Myelodysplastic Syndromes

Abstract

The myelodysplastic syndromes (MDS) are characterized by hemopoietic insufficiency associated with cytopenias leading to serious morbidity plus the additional risk of leukemic transformation. Therapeutic dilemmas exist in MDS because of the disease’s multifactorial pathogenetic features, heterogeneous stages, and the patients’ generally elderly ages. Underlying the cytopenias and evolutionary potential in MDS are innate stem cell lesions, cellular/cytokine-mediated stromal defects, and immunologic derangements. This article reviews the developing understanding of biologic and molecular lesions in MDS and recently available biospecific drugs that are potentially capable of abrogating these abnormalities. Dr. Peter Greenberg’s discussion centers on decision-making approaches for these therapeutic options, considering the patient’s clinical factors and risk-based prognostic category. One mechanism underlying the marrow failure present in a portion of MDS patients is immunologic attack on the hemopoietic stem cells. Considerable overlap exists between aplastic anemia, paroxysmal nocturnal hemoglobinuria, and subsets of MDS. Common or intersecting pathophysiologic mechanisms appear to underlie hemopoietic cell destruction and genetic instability, which are characteristic of these diseases.

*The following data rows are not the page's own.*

// Framework bootstrap for the game client runtime.

use std::net::SocketAddr;
use std::sync::Arc;

use tokio::net::UdpSocket;
use tokio::sync::{Notify, broadcast, watch};

use crate::domain::Direction;
use crate::frameworks::config;
use crate::interface_adapters::net::EngineTransport;
use crate::use_cases::game::client_task;
use crate::use_cases::{GamePhase, GameSetup, WorldUpdate};

fn init_runtime() {
    let _ = dotenvy::dotenv();

    let filter = tracing_subscriber::EnvFilter::try_from_default_env()
        .unwrap_or_else(|_| tracing_subscriber::EnvFilter::new("info"));

    let json = matches!(std::env::var("LOG_FORMAT").as_deref(), Ok("json"));
    if json {
        tracing_subscriber::fmt()
            .with_env_filter(filter)
            .with_target(false)
            .json()
            .with_current_span(true)
            .init();
    } else {
        tracing_subscriber::fmt()
            .with_env_filter(filter)
            .with_target(false)
            .compact()
            .init();
    }

    std::panic::set_hook(Box::new(|info| {
        let backtrace = std::backtrace::Backtrace::capture();
        tracing::error!(%info, ?backtrace, "panic");
    }));
}

/// Channels a running game exposes to its collaborators.
#[derive(Clone)]
pub struct GameHandle {
    /// Broadcast source of per-tick world snapshots (renderer subscribes).
    pub world_tx: broadcast::Sender<WorldUpdate>,
    /// Watch receiver for the session phase; delivers the death order.
    pub phase_rx: watch::Receiver<GamePhase>,
    /// The input layer publishes the provisional direction here.
    pub direction_tx: watch::Sender<Direction>,
    /// Tears the game task down.
    pub shutdown: Arc<Notify>,
    /// Local UDP port the engine process must be pointed at.
    pub engine_port: u16,
}

/// Wires up the transport and channels, spawns the game tick task, and
/// returns the collaborator handle. The socket is bound by the caller so
/// tests can use an ephemeral port.
pub fn start_game(socket: UdpSocket, setup: GameSetup) -> std::io::Result<GameHandle> {
    let local_addr = socket.local_addr()?;
    let transport = EngineTransport::new(socket, config::EVENT_QUEUE_CAPACITY);

    let initial_direction = setup
        .starting_positions
        .get(&setup.local_pid)
        .map(|start| start.direction)
        .unwrap_or(Direction::Up);
    let (direction_tx, direction_rx) = watch::channel(initial_direction);
    let (world_tx, _world_rx) = broadcast::channel(config::WORLD_BROADCAST_CAPACITY);
    let (phase_tx, phase_rx) = watch::channel(GamePhase::Running);
    let shutdown = Arc::new(Notify::new());

    // Spawn the game loop; it owns the transport and all board state.
    tokio::spawn(client_task(
        transport,
        setup,
        direction_rx,
        world_tx.clone(),
        phase_tx,
        config::TICK_INTERVAL,
        Arc::clone(&shutdown),
    ));

    tracing::info!(port = local_addr.port(), "udp endpoint ready for peer engine");

    Ok(GameHandle {
        world_tx,
        phase_rx,
        direction_tx,
        shutdown,
        engine_port: local_addr.port(),
    })
}

pub async fn run_with_config() -> std::io::Result<GameHandle> {
    init_runtime();

    let address = SocketAddr::from(([127, 0, 0, 1], config::udp_port()));

    // Bind the UDP endpoint with error handling
    let socket = UdpSocket::bind(address).await.inspect_err(|e| {
        tracing::error!(%address, error = %e, "failed to bind");
    })?;

    start_game(socket, config::game_setup())
}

Treatment results and new therapeutic strategies using immune modulation, as well as the role of the immune system in possible mechanisms responsible for genetic instability in MDS, will be the subject of discussion by Dr. Neal Young. A common morphological change found within MDS marrow cells, most sensitively demonstrated by electron microscopy, is the presence of ringed sideroblasts. Such assessment shows that this abnormal mitochondrial iron accumulation is not confined to the refractory anemia with ring sideroblast (RARS) subtype of MDS and may also contribute to numerous underlying MDS pathophysiological processes. Generation of abnormal sideroblast formation appears to be due to malfunction of the mitochondrial respiratory chain, attributable to mutations of mitochondrial DNA, to which aged individuals are most vulnerable. Such dysfunction leads to accumulation of toxic ferric iron in the mitochondrial matrix. Understanding the broad biologic consequences of these derangements is the focus of the discussion by Dr. Norbert Gattermann.